A 500 m3 balloon is filled with helium under a pressure of 0.8 * 10 ^ 5 Pa. As a result of solar heating

A 500 m3 balloon is filled with helium under a pressure of 0.8 * 10 ^ 5 Pa. As a result of solar heating, the temperature of the gas in the ball rose from 12 ° C to 27 ° C. Determine the change in the internal energy of the gas.

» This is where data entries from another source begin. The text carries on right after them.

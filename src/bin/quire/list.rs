use anyhow::{anyhow, Result};

use quire::config::Config;
use quire::content::{find_collection, Collection, Entry};

use crate::ListArgs;

fn format_entry(entry: &Entry) -> String {
    let draft = if entry.data.draft { " [draft]" } else { "" };
    let tags = if entry.data.tags.is_empty() {
        String::new()
    } else {
        format!(" ({})", entry.data.tags.join(", "))
    };
    format!("{}  {}{}  {}{}",
            entry.data.pub_date.format("%Y-%m-%d"),
            entry.slug,
            draft,
            entry.data.title,
            tags)
}

pub fn list_cmd(config: &Config, args: ListArgs) -> Result<()> {
    let def = find_collection("posts").ok_or_else(|| anyhow!("The posts collection is not defined"))?;
    let collection = Collection::load(&def, &config.collection_dir(def.name))?;

    let include_drafts = args.drafts || config.defaults.include_drafts;
    let mut entries = collection.sorted(include_drafts);
    if let Some(ref tag) = args.tag {
        entries.retain(|e| e.data.tags.iter().any(|t| t == tag));
    }

    if args.json {
        println!("{}", serde_json::to_string_pretty(&entries)?);
        return Ok(());
    }

    for entry in entries {
        println!("{}", format_entry(entry));
    }
    Ok(())
}

#[cfg(test)]
mod tests {
    use chrono::{TimeZone, Utc};
    use quire::content::Post;

    use super::*;

    #[test]
    fn test_format_entry() {
        let mut entry = Entry {
            id: "hello.md".to_string(),
            slug: "hello".to_string(),
            collection: "posts",
            body: String::new(),
            data: Post {
                title: "Hello".to_string(),
                description: "First post".to_string(),
                pub_date: Utc.with_ymd_and_hms(2024, 1, 14, 10, 0, 0).unwrap(),
                updated_date: None,
                tags: vec!["rust".to_string(), "web".to_string()],
                draft: false,
                hero_image: None,
            },
        };
        assert_eq!(format_entry(&entry), "2024-01-14  hello  Hello (rust, web)");

        entry.data.draft = true;
        entry.data.tags.clear();
        assert_eq!(format_entry(&entry), "2024-01-14  hello [draft]  Hello");
    }
}
use std::collections::{BTreeMap, HashSet};
use std::ffi::OsStr;
use std::fs;
use std::io;
use std::path::{Path, PathBuf};

use serde::Serialize;
use spdlog::{debug, warn};

use crate::content::frontmatter::parse_frontmatter;
use crate::content::schema::{Post, Schema, POST_SCHEMA};
use crate::error::{CollectionError, ContentError};
use crate::util::slug::slug_from_path;

const CONTENT_EXTENSIONS: &[&str] = &["md", "markdown", "mdx"];

/// A named set of documents and the schema their frontmatter must satisfy.
pub struct CollectionDef {
    pub name: &'static str,
    pub schema: &'static Schema,
}

pub fn collections() -> Vec<CollectionDef> {
    vec![
        CollectionDef { name: "posts", schema: &POST_SCHEMA },
    ]
}

pub fn find_collection(name: &str) -> Option<CollectionDef> {
    collections().into_iter().find(|c| c.name == name)
}

#[derive(Debug, Clone, Serialize)]
pub struct Entry {
    /// Path inside the collection directory, always with `/` separators
    pub id: String,
    pub slug: String,
    pub collection: &'static str,
    #[serde(skip)]
    pub body: String,
    pub data: Post,
}

#[derive(Debug)]
pub struct Collection {
    pub name: &'static str,
    pub entries: Vec<Entry>,
}

impl Collection {
    /// Reads and validates every document under `dir`.
    /// Fails with all invalid files when at least one does not match the schema.
    pub fn load(def: &CollectionDef, dir: &Path) -> Result<Collection, CollectionError> {
        if !dir.exists() {
            warn!("Collection '{}' has no directory at {}", def.name, dir.display());
            return Ok(Collection { name: def.name, entries: vec![] });
        }

        let mut files = vec![];
        list_content_files(dir, &mut files).map_err(|source| CollectionError::Read {
            collection: def.name.to_string(),
            dir: dir.to_path_buf(),
            source,
        })?;
        files.sort();

        let mut entries = vec![];
        let mut errors = vec![];
        for file in files {
            match load_entry(def, dir, &file) {
                Ok(entry) => {
                    debug!("Loaded {} from {}", entry.slug, file.display());
                    entries.push(entry);
                }
                Err(e) => {
                    warn!("{}", e);
                    errors.push(e);
                }
            }
        }

        if !errors.is_empty() {
            return Err(CollectionError::Invalid {
                collection: def.name.to_string(),
                errors,
            });
        }

        entries.sort_by(|a, b| a.id.cmp(&b.id));
        for entry in duplicate_slugs(&entries) {
            warn!("Duplicate slug '{}' in collection '{}' ({})", entry.slug, def.name, entry.id);
        }

        debug!("Collection '{}': {} entries loaded from {}", def.name, entries.len(), dir.display());
        Ok(Collection { name: def.name, entries })
    }

    pub fn len(&self) -> usize {
        self.entries.len()
    }

    pub fn is_empty(&self) -> bool {
        self.entries.is_empty()
    }

    pub fn get(&self, slug: &str) -> Option<&Entry> {
        self.entries.iter().find(|e| e.slug == slug)
    }

    /// Entries sorted newest first; drafts only when asked for.
    pub fn sorted(&self, include_drafts: bool) -> Vec<&Entry> {
        let mut entries: Vec<&Entry> = self.entries.iter()
            .filter(|e| include_drafts || !e.data.draft)
            .collect();
        entries.sort_by(|a, b| b.data.pub_date.cmp(&a.data.pub_date).then_with(|| a.id.cmp(&b.id)));
        entries
    }

    pub fn published(&self) -> Vec<&Entry> {
        self.sorted(false)
    }

    /// Published entries grouped by tag, each group newest first.
    pub fn tags(&self) -> BTreeMap<&str, Vec<&Entry>> {
        let mut tags: BTreeMap<&str, Vec<&Entry>> = BTreeMap::new();
        for entry in self.published() {
            for tag in &entry.data.tags {
                let group = tags.entry(tag.as_str()).or_default();
                // A tag listed twice in one post still counts once
                if !group.iter().any(|e| std::ptr::eq(*e, entry)) {
                    group.push(entry);
                }
            }
        }
        tags
    }
}

pub fn load_entry(def: &CollectionDef, root: &Path, file: &Path) -> Result<Entry, ContentError> {
    let content = fs::read_to_string(file).map_err(|e| ContentError::io(file, e))?;
    let (data, body) = parse_frontmatter(file, &content)?;

    let post = Post::from_validated(def.schema, &data).map_err(|issues| ContentError::Schema {
        path: file.to_path_buf(),
        issues,
    })?;

    let relative = file.strip_prefix(root).unwrap_or(file);
    let id = relative.iter()
        .map(|s| s.to_string_lossy())
        .collect::<Vec<_>>()
        .join("/");

    Ok(Entry {
        id,
        slug: slug_from_path(relative),
        collection: def.name,
        body: body.to_string(),
        data: post,
    })
}

/// Entries whose slug was already taken by an entry earlier in `entries`.
pub fn duplicate_slugs(entries: &[Entry]) -> Vec<&Entry> {
    let mut seen = HashSet::new();
    entries.iter()
        .filter(|e| !seen.insert(e.slug.as_str()))
        .collect()
}

// Works on raw bytes so names that are not UTF-8 are still listed
fn is_hidden(name: &OsStr) -> bool {
    let bytes = name.as_encoded_bytes();
    bytes.starts_with(b".") || bytes.starts_with(b"_")
}

fn list_content_files(dir: &Path, files: &mut Vec<PathBuf>) -> io::Result<()> {
    for entry in fs::read_dir(dir)? {
        let entry = entry?;
        if is_hidden(&entry.file_name()) {
            continue;
        }

        let file_type = entry.file_type()?;
        let path = entry.path();
        if file_type.is_dir() {
            list_content_files(&path, files)?;
        } else if file_type.is_file() {
            let is_content = path.extension()
                .and_then(|e| e.to_str())
                .is_some_and(|e| CONTENT_EXTENSIONS.contains(&e));
            if is_content {
                files.push(path);
            }
        }
    }
    Ok(())
}
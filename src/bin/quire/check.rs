use anyhow::{anyhow, bail, Result};

use quire::config::Config;
use quire::content::{collections, find_collection, Collection};
use quire::error::{CollectionError, ContentError};

use crate::CheckArgs;

fn describe(err: &ContentError) -> String {
    match err {
        ContentError::Schema { path, issues } => {
            let mut buf = format!("✗ {}", path.display());
            for issue in issues {
                buf.push_str(&format!("\n      {}", issue));
            }
            buf
        }
        _ => format!("✗ {}", err),
    }
}

pub fn check_cmd(config: &Config, args: CheckArgs) -> Result<()> {
    let defs = match args.collection {
        Some(name) => vec![find_collection(&name).ok_or_else(|| anyhow!("Unknown collection '{}'", name))?],
        None => collections(),
    };

    let mut invalid = 0;
    for def in defs {
        let dir = config.collection_dir(def.name);
        println!("Checking collection '{}' in {}", def.name, dir.display());

        match Collection::load(&def, &dir) {
            Ok(collection) => {
                let drafts = collection.entries.iter().filter(|e| e.data.draft).count();
                println!("  ✓ {} entries, {} drafts", collection.len(), drafts);
            }
            Err(CollectionError::Invalid { errors, .. }) => {
                for err in &errors {
                    println!("  {}", describe(err));
                }
                invalid += errors.len();
            }
            Err(err) => return Err(err.into()),
        }
    }

    if invalid > 0 {
        bail!("Validation failed with {} invalid document(s)", invalid);
    }

    println!("✓ All checks passed");
    Ok(())
}
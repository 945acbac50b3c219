use serde_json::{Map, Number, Value};

/// Converts TOML into the JSON value model used for frontmatter.
/// Native TOML dates become their RFC 3339 text so they go through the same date coercion as YAML strings.
pub fn to_json(value: toml::Value) -> Value {
    match value {
        toml::Value::String(s) => Value::String(s),
        toml::Value::Integer(i) => Value::from(i),
        toml::Value::Float(f) => Number::from_f64(f).map(Value::Number).unwrap_or(Value::Null),
        toml::Value::Boolean(b) => Value::Bool(b),
        toml::Value::Datetime(dt) => Value::String(dt.to_string()),
        toml::Value::Array(items) => Value::Array(items.into_iter().map(to_json).collect()),
        toml::Value::Table(table) => Value::Object(table_to_json(table)),
    }
}

pub fn table_to_json(table: toml::Table) -> Map<String, Value> {
    table.into_iter()
        .map(|(k, v)| (k, to_json(v)))
        .collect()
}
use std::fmt::{Display, Formatter};
use std::path::PathBuf;

use anyhow::Result;
use clap::{Parser, Subcommand, ValueEnum};
use spdlog::warn;

use quire::logger::configure_logger;

use crate::check::check_cmd;
use crate::config::open_config;
use crate::list::list_cmd;
use crate::post::post_cmd;
use crate::site::site_cmd;

mod check;
mod config;
mod list;
mod post;
mod site;

const CFG_FILE_NAME: &str = "quire.toml";

#[derive(Parser, Debug)]
#[command(version, about, long_about = None)]
struct Args {
    /// Config path
    #[arg(short, long, global = true)]
    config_path: Option<String>,

    #[command(subcommand)]
    command: Command,
}

#[derive(Subcommand, Debug)]
enum Command {
    /// Validate the frontmatter of every document. Fails if any is invalid
    Check(CheckArgs),
    /// List posts, newest first
    List(ListArgs),
    /// Create a new post
    New(PostArgs),
    /// Print the site title, description and navigation links
    Site(SiteArgs),
}

#[derive(Parser, Debug)]
struct CheckArgs {
    /// Only check this collection
    #[arg(long)]
    collection: Option<String>,
}

#[derive(Parser, Debug)]
struct ListArgs {
    /// Include drafts
    #[arg(short, long)]
    drafts: bool,

    /// Only posts with this tag
    #[arg(short, long)]
    tag: Option<String>,

    /// Print as JSON
    #[arg(long)]
    json: bool,
}

#[derive(Parser, Debug)]
struct PostArgs {
    /// Title of the post. Required for file and dir outputs
    #[arg(short, long)]
    title: Option<String>,

    /// Short description used in listings and meta tags
    #[arg(short, long)]
    description: Option<String>,

    /// Tag to add. Can be repeated
    #[arg(long = "tag")]
    tags: Vec<String>,

    /// Mark the post as a draft
    #[arg(long)]
    draft: bool,

    /// Post generation options
    #[arg(short, long, default_value_t = PostOutput::Stdout)]
    output: PostOutput,
}

#[derive(Parser, Debug)]
struct SiteArgs {
    /// Print as JSON
    #[arg(long)]
    json: bool,
}

#[derive(Clone, Debug, PartialEq, ValueEnum)]
enum PostOutput {
    /// Writes the new post content to the stdout
    Stdout,
    /// Writes the new post to <slug>.md in the posts collection
    File,
    /// Writes the new post to <slug>/index.md in the posts collection (posts with images)
    Dir,
}

impl Display for PostOutput {
    fn fmt(&self, f: &mut Formatter<'_>) -> std::fmt::Result {
        let name = match self {
            PostOutput::Stdout => "stdout",
            PostOutput::File => "file",
            PostOutput::Dir => "dir",
        };
        write!(f, "{}", name)
    }
}

fn main() -> Result<()> {
    let args = Args::parse();
    let config_path = args.config_path.map(PathBuf::from);

    let config = open_config(config_path)?;

    if let Err(err) = configure_logger(&config) {
        warn!("Error creating logger sinks. Using console instead. Desc={}", err);
    }

    match args.command {
        Command::Check(args) => check_cmd(&config, args),
        Command::List(args) => list_cmd(&config, args),
        Command::New(args) => post_cmd(&config, args),
        Command::Site(args) => site_cmd(&config, args),
    }
}
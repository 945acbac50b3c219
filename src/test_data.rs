#[cfg(test)]
pub const POST_DATA: &str = "---
title: What I learned after 20+ years of software development
description: How to be a great software engineer?
pubDate: 2022-04-02
tags:
  - career
  - engineering
heroImage: /images/what-i-learned.jpg
---

How to be a great software engineer?

Someone asked me this question today and I didn’t have an answer. After thinking for a while, I came up with a list of what I try to do myself.

Disclaimer: I don't think I am a great engineer, but I would love to have listened to that myself when I started my career, over 20 years ago.

## Non technical

### Have a honest image of yourself

You finished university and learned a lot. You solved many hard problems.
";

#[cfg(test)]
pub const TOML_POST_DATA: &str = r#"+++
title = "Writing posts with TOML headers"
description = "Frontmatter does not have to be YAML"
pubDate = 2024-02-12T22:54:00Z
draft = true
+++

Body of a TOML post
"#;
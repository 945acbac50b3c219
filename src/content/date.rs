use chrono::{DateTime, NaiveDate, NaiveDateTime, NaiveTime, Utc};
use lazy_static::lazy_static;
use regex::Regex;
use serde_json::Value;

// Month-name forms seen in hand-written frontmatter. %B also accepts the abbreviation.
const NAMED_MONTH_FORMATS: &[&str] = &["%B %d %Y", "%B %d, %Y", "%d %B %Y"];

/// Turns a frontmatter value into a UTC timestamp.
/// Strings are parsed, integers are milliseconds since the epoch, anything else is rejected.
pub fn coerce_date(value: &Value) -> Option<DateTime<Utc>> {
    match value {
        Value::String(s) => parse_date(s),
        Value::Number(n) => {
            let millis = match n.as_i64() {
                Some(ms) => ms,
                None => n.as_f64().filter(|f| f.is_finite())?.trunc() as i64,
            };
            DateTime::from_timestamp_millis(millis)
        }
        _ => None,
    }
}

pub fn parse_date(buf: &str) -> Option<DateTime<Utc>> {
    let buf = buf.trim();
    if buf.is_empty() {
        return None;
    }

    if let Ok(dt) = DateTime::parse_from_rfc3339(buf) {
        return Some(dt.with_timezone(&Utc));
    }

    if let Some(dt) = parse_naive_date_time(buf) {
        return Some(dt.and_utc());
    }

    if let Ok(date) = NaiveDate::parse_from_str(buf, "%Y-%m-%d") {
        return Some(date.and_time(NaiveTime::MIN).and_utc());
    }

    if let Ok(dt) = DateTime::parse_from_rfc2822(buf) {
        return Some(dt.with_timezone(&Utc));
    }

    NAMED_MONTH_FORMATS.iter()
        .find_map(|fmt| NaiveDate::parse_from_str(buf, fmt).ok())
        .map(|date| date.and_time(NaiveTime::MIN).and_utc())
}

/// Date and time without an offset, e.g. `2022-04-02 12:05:00.000` or `2022-04-02T12:05`.
/// Read as UTC by the caller.
fn parse_naive_date_time(buf: &str) -> Option<NaiveDateTime> {
    lazy_static! {
        static ref DATE_TIME_REGEX: Regex = Regex::new(
            r"^(\d{4})-(\d{1,2})-(\d{1,2})[T ](\d{1,2}):(\d{1,2})(?::(\d{1,2})(?:\.(\d{1,9}))?)?$"
        ).unwrap();
    }

    let caps = DATE_TIME_REGEX.captures(buf)?;
    // Missing groups (seconds) count as zero
    let num = |idx: usize| -> Option<u32> {
        caps.get(idx).map_or(Some(0), |m| m.as_str().parse::<u32>().ok())
    };

    let y: i32 = caps.get(1)?.as_str().parse().ok()?;
    let date = NaiveDate::from_ymd_opt(y, num(2)?, num(3)?)?;

    let nanos = match caps.get(7) {
        Some(frac) => format!("{:0<9}", frac.as_str()).parse::<u32>().ok()?,
        None => 0,
    };
    let time = NaiveTime::from_hms_nano_opt(num(4)?, num(5)?, num(6)?, nanos)?;

    Some(NaiveDateTime::new(date, time))
}
use std::sync::Arc;
use std::time::Duration;

use spdlog::sink::{RotatingFileSink, RotationPolicy, StdStream, StdStreamSink};
use spdlog::{Level, LevelFilter, Logger, LoggerBuilder};

use crate::config::{Config, LogLevel};

impl From<LogLevel> for Level {
    fn from(value: LogLevel) -> Self {
        match value {
            LogLevel::Critical => Level::Critical,
            LogLevel::Error => Level::Error,
            LogLevel::Warn => Level::Warn,
            LogLevel::Info => Level::Info,
            LogLevel::Debug => Level::Debug,
            LogLevel::Trace => Level::Trace,
        }
    }
}

// stdout carries command output (e.g. `list --json`), so every console line goes to stderr
fn add_console_sink(builder: &mut LoggerBuilder) -> spdlog::Result<()> {
    let stderr = Arc::new(StdStreamSink::builder()
        .std_stream(StdStream::Stderr)
        .build()?);

    builder.sink(stderr);

    Ok(())
}

/// Logger for `config`: the rotating file when a location is set, stderr when asked
/// for or when there is no file. Without a `[log]` table it logs Info and above to stderr.
pub fn build_logger(config: &Config) -> spdlog::Result<Arc<Logger>> {
    let mut builder = Logger::builder();

    let level = match config.log {
        None => {
            add_console_sink(&mut builder)?;
            Level::Info
        }
        Some(ref log) => {
            if let Some(ref location) = log.location {
                let daily_sink = Arc::new(RotatingFileSink::builder()
                    .base_path(location)
                    .rotation_policy(RotationPolicy::Daily { hour: 0, minute: 0 })
                    .max_files(30)
                    .rotate_on_open(false)
                    .build()?);
                builder.sink(daily_sink);
            }

            if log.log_to_console || log.location.is_none() {
                add_console_sink(&mut builder)?;
            }
            log.level.into()
        }
    };

    let logger = Arc::new(builder.build()?);
    logger.set_flush_level_filter(LevelFilter::MoreSevereEqual(Level::Info));
    logger.set_flush_period(Some(Duration::from_secs(2)));
    logger.set_level_filter(LevelFilter::MoreSevereEqual(level));

    Ok(logger)
}

pub fn configure_logger(config: &Config) -> spdlog::Result<()> {
    let logger = build_logger(config)?;
    spdlog::set_default_logger(logger);
    Ok(())
}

From the Mendeleev – Clapeyron equation p ∙ V = ν ∙ R ∙ T we express ν ∙ R = (p ∙ V) / Т. Knowing that a balloon with a volume of V = 500 m ^ 3 is filled with helium under a pressure of p = 0.8 ∙ 10 ^ 5 Pa at a gas temperature in the balloon T = 12 ° C = 12 + 273 K = 285 K, substituting the values ​​of physical quantities, we get: ν ∙ R = (0.8 ∙ 10 ^ 5 ∙ 500) / 285 = 1.4 ∙ 10 ^ 5 (J / K). The change in the internal energy of the gas is determined by the formula: ΔU = 1.5 ∙ ν ∙ R ∙ ΔT, where ν is the number of gas moles, R = 8.31 J / (mol ∙ K) is the universal gas constant, ΔT is the temperature change. According to the condition of the problem, as a result of solar heating, the gas temperature in the ball rose from 12 ° C to 27 ° C, that is, ΔT = 27 – 12 = 15 (K). Then ΔU = 1.5 ∙ 1.4 ∙ 10 ^ 5 ∙ 15 = 31.5 ∙ 10 ^ 5 J = 3.15 MJ. Answer: 3.15 MJ is the change in the internal energy of the gas.